Search code examples
phpstringtruncatemultibyte

Truncate a multibyte String to n chars


I am trying to get this method in a String Filter working:

public function truncate($string, $chars = 50, $terminator = ' …');

I'd expect this

$in  = "abcdefghijklmnopqrstuvwxyzABCDEFGHIJKLMNOPQRSTUVWYXZ1234567890";
$out = "abcdefghijklmnopqrstuvwxyzABCDEFGHIJKLMNOPQRSTUV …";

and also this

$in  = "âãäåæçèéêëìíîïðñòóôõö÷øùúûüýþÿĀāĂ㥹ĆćĈĉĊċČčĎďĐđĒēĔĕĖėĘęĚěĜĝ";
$out = "âãäåæçèéêëìíîïðñòóôõö÷øùúûüýþÿĀāĂ㥹ĆćĈĉĊċČčĎďĐđ …";

That is $chars minus the chars of the $terminator string.

In addition, the filter is supposed to cut at the first word boundary below the $chars limit, e.g.

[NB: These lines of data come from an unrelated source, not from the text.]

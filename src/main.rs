use clap::{Parser, Subcommand};
use log::trace;
use serde::Serialize;

use maps_adapter::{services::google::GoogleMapsService, Coordinates, GenericError, MapService, Waypoint};

#[derive(Parser)]
#[command(name = "maps-adapter", about = "Query the mapping provider from the command line.")]
struct Cli {
    #[command(subcommand)]
    command: Command,
}

#[derive(Subcommand)]
enum Command {
    /// Surface distance in meters between two `lat,lng` points.
    Distance {
        #[arg(allow_hyphen_values = true)]
        from: Coordinates,
        #[arg(allow_hyphen_values = true)]
        to: Coordinates,
    },
    /// Autocomplete a place query.
    Search {
        query: String,
        /// Weight results toward this `lat,lng` point.
        #[arg(long, allow_hyphen_values = true)]
        near: Option<Coordinates>,
    },
    /// Look up a place by identifier.
    Details { place_id: String },
    /// Driving directions. Each endpoint is an address or a `lat,lng` point.
    Directions {
        #[arg(allow_hyphen_values = true)]
        origin: String,
        #[arg(allow_hyphen_values = true)]
        destination: String,
    },
    /// Address of a `lat,lng` point.
    Reverse {
        #[arg(allow_hyphen_values = true)]
        location: Coordinates,
    },
}

fn print_json(value: &impl Serialize) -> Result<(), GenericError> {
    println!("{}", serde_json::to_string_pretty(value)?);
    Ok(())
}

#[tokio::main]
async fn main() -> Result<(), GenericError> {
    env_logger::Builder::from_env(env_logger::Env::default().default_filter_or("maps_adapter=trace"))
        .init();
    trace!("Logger init.");

    let cli = Cli::parse();
    let service: MapService<GoogleMapsService> = MapService::from_env();

    match cli.command {
        Command::Distance { from, to } => print_json(&service.calculate_distance(from, to)),
        Command::Search { query, near } => print_json(&service.search_places(&query, near).await),
        Command::Details { place_id } => print_json(&service.place_details(&place_id).await),
        Command::Directions {
            origin,
            destination,
        } => {
            let route = service
                .directions(Waypoint::parse(&origin), Waypoint::parse(&destination))
                .await;
            print_json(&route)
        }
        Command::Reverse { location } => print_json(&service.reverse_geocode(location).await),
    }
}
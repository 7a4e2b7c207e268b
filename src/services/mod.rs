use std::str::FromStr;

use derive_more::{Display, From};
use serde::{Deserialize, Serialize};

pub mod geometry;
pub mod google;
pub mod map_service;
pub mod places;
pub mod provider;
pub mod test_support;

#[derive(Debug, Clone, Copy, PartialEq, Serialize, Deserialize, Display)]
#[display(fmt = "{},{}", lat, lng)]
pub struct Coordinates {
    pub lat: f64,
    pub lng: f64,
}

impl Coordinates {
    pub fn new(lat: f64, lng: f64) -> Self {
        Coordinates { lat, lng }
    }
}

impl FromStr for Coordinates {
    type Err = std::num::ParseFloatError;

    /// Parses `lat,lng`. Whitespace around either number is ignored.
    fn from_str(s: &str) -> Result<Self, Self::Err> {
        let (lat, lng) = s.split_once(',').unwrap_or((s, ""));
        Ok(Coordinates {
            lat: lat.trim().parse()?,
            lng: lng.trim().parse()?,
        })
    }
}

/// A route endpoint. Addresses are resolved by the provider.
#[derive(Debug, Clone, PartialEq, Serialize, Display, From)]
#[serde(untagged)]
pub enum Waypoint {
    Address(String),
    Coordinates(Coordinates),
}

impl From<&str> for Waypoint {
    fn from(address: &str) -> Self {
        Waypoint::Address(address.to_string())
    }
}

impl Waypoint {
    /// Reads free-form user input: `lat,lng` becomes coordinates, anything
    /// else is kept as an address.
    pub fn parse(input: &str) -> Self {
        match input.parse::<Coordinates>() {
            Ok(coordinates) => Waypoint::Coordinates(coordinates),
            Err(_) => Waypoint::Address(input.trim().to_string()),
        }
    }
}

/// Flattened autocomplete prediction.
#[derive(Debug, Clone, PartialEq, Serialize, Deserialize)]
pub struct PlaceSummary {
    pub id: String,
    pub name: String,
    pub main_text: String,
    pub secondary_text: Option<String>,
}

#[derive(Debug, Clone, PartialEq, Serialize, Deserialize)]
pub struct PlaceDetail {
    pub name: String,
    pub location: Coordinates,
    pub formatted_address: String,
    /// Attribution markup the provider requires to be shown with this result.
    pub attributions: Vec<String>,
}
use log::*;

use crate::{MapServiceError, MapsConfig};

use super::{
    geometry,
    google::GoogleMapsService,
    places::Prediction,
    provider::{
        AutocompleteRequest, BiasCircle, DirectionsRequest, MapsProvider, PlaceDetailsRequest,
        PlaceField,
    },
    Coordinates, PlaceDetail, PlaceSummary, Waypoint,
};

/// Returned by [`MapService::reverse_geocode`] when no address is available.
pub const UNKNOWN_LOCATION: &str = "Unknown Location";

/// Radius of the bias circle attached to location-biased searches.
pub const BIAS_RADIUS_METERS: u32 = 50_000;

const DETAIL_FIELDS: [PlaceField; 3] = [
    PlaceField::Name,
    PlaceField::Geometry,
    PlaceField::FormattedAddress,
];

/// Best-effort mapping operations over an optional provider.
///
/// None of the operations fail. A missing provider, a provider error and an
/// empty answer all resolve to the same default: `0.0`, an empty list, `None`
/// or [`UNKNOWN_LOCATION`].
pub struct MapService<P> {
    provider: Option<P>,
}

impl<P: MapsProvider> MapService<P> {
    pub fn new(provider: P) -> Self {
        MapService {
            provider: Some(provider),
        }
    }

    /// A service with no provider behind it.
    pub fn unavailable() -> Self {
        MapService { provider: None }
    }

    pub fn is_available(&self) -> bool {
        self.provider.is_some()
    }

    pub fn provider(&self) -> Option<&P> {
        self.provider.as_ref()
    }

    /// Surface distance in meters, or `0.0` without a provider.
    pub fn calculate_distance(&self, from: Coordinates, to: Coordinates) -> f64 {
        if self.provider.is_none() {
            error!("{} Returning zero distance.", MapServiceError::ClientUnavailable);
            return 0.0;
        }
        geometry::distance_between(from, to)
    }

    pub async fn place_predictions(&self, query: &str) -> Vec<PlaceSummary> {
        self.search_places(query, None).await
    }

    /// Autocomplete `query`, optionally weighted toward `near`.
    ///
    /// Results keep the provider's relevance order.
    pub async fn search_places(&self, query: &str, near: Option<Coordinates>) -> Vec<PlaceSummary> {
        let Some(provider) = &self.provider else {
            return Vec::new();
        };

        let request = AutocompleteRequest {
            input: query.to_string(),
            bias: near.map(|center| BiasCircle {
                center,
                radius_meters: BIAS_RADIUS_METERS,
            }),
        };

        match provider.autocomplete(&request).await {
            Ok(predictions) => predictions.into_iter().map(summarize).collect(),
            Err(why) => {
                debug!("Place search for {:?} failed: {}", query, why);
                Vec::new()
            }
        }
    }

    pub async fn place_details(&self, place_id: &str) -> Option<PlaceDetail> {
        let provider = self.provider.as_ref()?;
        let request = PlaceDetailsRequest {
            place_id: place_id.to_string(),
            fields: DETAIL_FIELDS.to_vec(),
        };

        match provider.place_details(&request).await {
            Ok(place) => Some(place),
            Err(why) => {
                debug!("Place details for {} unavailable: {}", place_id, why);
                None
            }
        }
    }

    /// Driving directions between two waypoints.
    pub async fn directions(
        &self,
        origin: impl Into<Waypoint>,
        destination: impl Into<Waypoint>,
    ) -> Option<P::Route> {
        let provider = self.provider.as_ref()?;
        let request = DirectionsRequest {
            origin: origin.into(),
            destination: destination.into(),
        };

        match provider.directions(&request).await {
            Ok(route) => Some(route),
            Err(why) => {
                error!(
                    "Directions request from {} to {} failed due to {}",
                    request.origin, request.destination, why
                );
                None
            }
        }
    }

    /// The best formatted address for `location`, or [`UNKNOWN_LOCATION`].
    pub async fn reverse_geocode(&self, location: Coordinates) -> String {
        let Some(provider) = &self.provider else {
            return UNKNOWN_LOCATION.to_string();
        };

        match provider.reverse_geocode(location).await {
            Ok(addresses) => match addresses.into_iter().next() {
                Some(address) => address,
                None => {
                    error!("Geocoder failed due to: no results for {}", location);
                    UNKNOWN_LOCATION.to_string()
                }
            },
            Err(why) => {
                error!("Geocoder failed due to: {}", why);
                UNKNOWN_LOCATION.to_string()
            }
        }
    }
}

impl MapService<GoogleMapsService> {
    /// Builds a Google-backed service from the environment, or an unavailable
    /// one if the API key is missing.
    pub fn from_env() -> Self {
        match MapsConfig::from_env() {
            Ok(config) => MapService::new(GoogleMapsService::new(&config)),
            Err(why) => {
                warn!("Google Maps not configured ({}), running without a mapping client.", why);
                MapService::unavailable()
            }
        }
    }
}

fn summarize(prediction: Prediction) -> PlaceSummary {
    PlaceSummary {
        id: prediction.place_id,
        name: prediction.description,
        main_text: prediction.structured_formatting.main_text,
        secondary_text: prediction.structured_formatting.secondary_text,
    }
}
//! Client for the Places web service (autocomplete and place details).
//!
//! Responses are JSON objects carrying a `status` string next to the payload.
//! Anything but `OK` is turned into [`MapServiceError::Status`].

use derive_more::Display;
use log::*;
use reqwest::Client;
use serde::{de::DeserializeOwned, Deserialize};

use crate::{GenericError, MapServiceError, MapsConfig};

use super::{
    provider::{AutocompleteRequest, PlaceDetailsRequest},
    Coordinates, PlaceDetail,
};

#[derive(Debug, Clone, Copy, PartialEq, Eq, Deserialize, Display)]
#[serde(rename_all = "SCREAMING_SNAKE_CASE")]
pub enum PlacesStatus {
    #[display(fmt = "OK")]
    Ok,
    #[display(fmt = "ZERO_RESULTS")]
    ZeroResults,
    #[display(fmt = "NOT_FOUND")]
    NotFound,
    #[display(fmt = "INVALID_REQUEST")]
    InvalidRequest,
    #[display(fmt = "OVER_QUERY_LIMIT")]
    OverQueryLimit,
    #[display(fmt = "REQUEST_DENIED")]
    RequestDenied,
    #[display(fmt = "UNKNOWN_ERROR")]
    UnknownError,
    #[serde(other)]
    #[display(fmt = "UNRECOGNIZED")]
    Unrecognized,
}

#[derive(Debug, Clone, PartialEq, Deserialize)]
pub struct Prediction {
    pub place_id: String,
    pub description: String,
    #[serde(default)]
    pub structured_formatting: StructuredFormatting,
}

#[derive(Debug, Clone, Default, PartialEq, Deserialize)]
pub struct StructuredFormatting {
    #[serde(default)]
    pub main_text: String,
    pub secondary_text: Option<String>,
}

#[derive(Debug, Deserialize)]
struct AutocompleteResponse {
    predictions: Option<Vec<Prediction>>,
    status: PlacesStatus,
    error_message: Option<String>,
}

#[derive(Debug, Deserialize)]
struct DetailsResponse {
    #[serde(default)]
    html_attributions: Vec<String>,
    result: Option<PlaceResult>,
    status: PlacesStatus,
    error_message: Option<String>,
}

#[derive(Debug, Deserialize)]
struct PlaceResult {
    #[serde(default)]
    name: String,
    #[serde(default)]
    formatted_address: String,
    geometry: Geometry,
}

#[derive(Debug, Deserialize)]
struct Geometry {
    location: Coordinates,
}

fn check_status(status: PlacesStatus, error_message: Option<String>) -> Result<(), MapServiceError> {
    match status {
        PlacesStatus::Ok => Ok(()),
        status => Err(MapServiceError::Status {
            status: status.to_string(),
            message: error_message,
        }),
    }
}

fn autocomplete_params(request: &AutocompleteRequest) -> Vec<(&'static str, String)> {
    let mut params = vec![("input", request.input.clone())];
    if let Some(bias) = request.bias {
        params.push((
            "locationbias",
            format!("circle:{}@{}", bias.radius_meters, bias.center),
        ));
    }
    params
}

fn details_params(request: &PlaceDetailsRequest) -> Vec<(&'static str, String)> {
    let fields = request
        .fields
        .iter()
        .map(ToString::to_string)
        .collect::<Vec<_>>()
        .join(",");
    vec![("place_id", request.place_id.clone()), ("fields", fields)]
}

fn into_predictions(response: AutocompleteResponse) -> Result<Vec<Prediction>, MapServiceError> {
    check_status(response.status, response.error_message)?;
    response.predictions.ok_or(MapServiceError::NoResults)
}

fn into_place_detail(response: DetailsResponse) -> Result<PlaceDetail, MapServiceError> {
    check_status(response.status, response.error_message)?;
    let place = response.result.ok_or(MapServiceError::NoResults)?;
    Ok(PlaceDetail {
        name: place.name,
        location: place.geometry.location,
        formatted_address: place.formatted_address,
        attributions: response.html_attributions,
    })
}

pub struct PlacesClient {
    http: Client,
    api_key: String,
    base_url: String,
}

impl PlacesClient {
    pub fn new(config: &MapsConfig) -> Self {
        PlacesClient {
            http: Client::new(),
            api_key: config.api_key.clone(),
            base_url: config.places_base_url.clone(),
        }
    }

    pub async fn autocomplete(
        &self,
        request: &AutocompleteRequest,
    ) -> Result<Vec<Prediction>, GenericError> {
        let response: AutocompleteResponse = self
            .get("autocomplete", &autocomplete_params(request))
            .await?;
        let predictions = into_predictions(response)?;
        trace!(
            "Received {} predictions from Places autocomplete.",
            predictions.len()
        );
        Ok(predictions)
    }

    pub async fn details(&self, request: &PlaceDetailsRequest) -> Result<PlaceDetail, GenericError> {
        let response: DetailsResponse = self.get("details", &details_params(request)).await?;
        let detail = into_place_detail(response)?;
        trace!("Received details for place {}.", request.place_id);
        Ok(detail)
    }

    async fn get<T: DeserializeOwned>(
        &self,
        endpoint: &str,
        params: &[(&'static str, String)],
    ) -> Result<T, GenericError> {
        let url = format!("{}/{}/json", self.base_url, endpoint);
        debug!("Calling Places {} endpoint.", endpoint);
        let response = self
            .http
            .get(&url)
            .query(params)
            .query(&[("key", self.api_key.as_str())])
            .send()
            .await?
            .error_for_status()?;
        Ok(response.json::<T>().await?)
    }
}
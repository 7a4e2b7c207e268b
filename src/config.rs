use crate::GenericError;

pub const API_KEY_VAR: &str = "GOOGLE_MAPS_TOKEN";
pub const PLACES_BASE_URL_VAR: &str = "GOOGLE_PLACES_BASE_URL";
pub const DEFAULT_PLACES_BASE_URL: &str = "https://maps.googleapis.com/maps/api/place";

/// Credentials and endpoints for the Google-backed provider.
#[derive(Debug, Clone, PartialEq, Eq)]
pub struct MapsConfig {
    pub api_key: String,
    pub places_base_url: String,
}

impl MapsConfig {
    pub fn new(api_key: impl Into<String>) -> Self {
        MapsConfig {
            api_key: api_key.into(),
            places_base_url: DEFAULT_PLACES_BASE_URL.to_string(),
        }
    }

    /// Reads the configuration from the process environment or a `.env` file.
    pub fn from_env() -> Result<Self, GenericError> {
        let mut config = MapsConfig::new(dotenv::var(API_KEY_VAR)?);
        if let Ok(base_url) = dotenv::var(PLACES_BASE_URL_VAR) {
            config = config.with_places_base_url(base_url);
        }
        Ok(config)
    }

    pub fn with_places_base_url(mut self, base_url: impl Into<String>) -> Self {
        self.places_base_url = base_url.into().trim_end_matches('/').to_string();
        self
    }
}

$in  = "Answer to the Ultimate Question of Life, the Universe, and Everything.";
$out = "Answer to the Ultimate Question of Life, the …";

I am pretty certain this should work with these steps

  • substract amount of chars in terminator from maximum chars
  • validate that string is longer than the calculated limit or return it unaltered
  • find the last space character in string below calculated limit to get word boundary
  • cut string at last space or calculated limit if no last space is found
  • append terminator to string
  • return string

However, I have tried various combinations of str* and mb_* functions now, but all yielded wrong results. This can't be so difficult, so I am obviously missing something. Would someone share a working implementation for this or point me to a resource where I can finally understand how to do it.

Thanks

P.S. Yes, I have checked https://stackoverflow.com/search?q=truncate+string+php before :)


Solution

  • Try this:

    function truncate($string, $chars = 50, $terminator = ' …') {
        $cutPos = $chars - mb_strlen($terminator);
        $boundaryPos = mb_strrpos(mb_substr($string, 0, mb_strpos($string, ' ', $cutPos)), ' ');
        return mb_substr($string, 0, $boundaryPos === false ? $cutPos : $boundaryPos) . $terminator;
    }
    

    But you need to make sure that your internal encoding is properly set.